The  username and password for the VM are both ``ubuntu``. You can also use
``sudo -s`` with the password  ``ubuntu`` to get root access. You may want to
change the password with ``passwd``.


Example: Building and Testing the CKAN Package Install
======================================================

CKAN is an open source metadata catalogue that powers sites like data.gov.uk
and which uses buildkit for its package install. In this section we'll walk
through how to use buildkit to package it.

Setting up
----------

First you need to get the source code for the version you want to package:

::

    hg clone -r release-v1.5 https://bitbucket.org/okfn/ckan/

Next you need to install buildkit, either from source (as described above) or
from an apt-repository where it is hosted.

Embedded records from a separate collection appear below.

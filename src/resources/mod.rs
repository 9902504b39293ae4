//! Tolerant-parsing boundary for the admin resources (users, roles, permissions,
//! branches, categories, organizations, activity logs).

pub mod logs;
pub mod page;
pub mod records;
mod services;

pub use logs::{normalize_logs, LogEntry, LogFilter, Severity};
pub use page::{pagination_links, PageItem};
pub use records::{BranchRecord, CategoryRecord, Listing, PageMeta, PermissionRecord, RoleRecord, TenantRecord, UserRecord};
pub use services::{BranchForm, CategoryForm, ResourceApi, UserForm};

Once it is installed you'll have an
apt repository running on your local machine as well as the ``buildkit``
command and the ability to boot virtual machines for testing. (You'll need to
build a base VM using the ``buildkit vm create`` command as described above).

The individual buildkit commands that are needed to build CKAN are specified in
the ``build.sh`` script so you should take a look at that.

Creating an apt repository
--------------------------

The ``build.sh`` script exports all the ``.deb`` files that are created to an
apt repository on your local machine that is hosted by Apache and set up as
part of the buildkit install. Before you can run the script you need to create
the repository that will be used:

::

    sudo -u buildkit buildkit repo clone /var/lib/buildkit/repo/base_lucid ckan-1.5

Check that there are no packages in the repository yet:

::

    sudo -u buildkit buildkit repo list /var/lib/buildkit/repo/ckan-1.5

There shouldn't be any output.

Now on to the packaging itself.

Packaging
---------

First edit ``build.sh`` to set the environment variables relevant to you.

Run the build (not as root) like this:

::

    ./build.sh

At the end of the build you'll be prompted for your password so that ``sudo``
can import the packages into the buildkit repository on your local machine to
serve.

You should end up with a set of packages the buildkit repository accessible
from your apt repository as well as a set in ``ckan/dist/buildkit``.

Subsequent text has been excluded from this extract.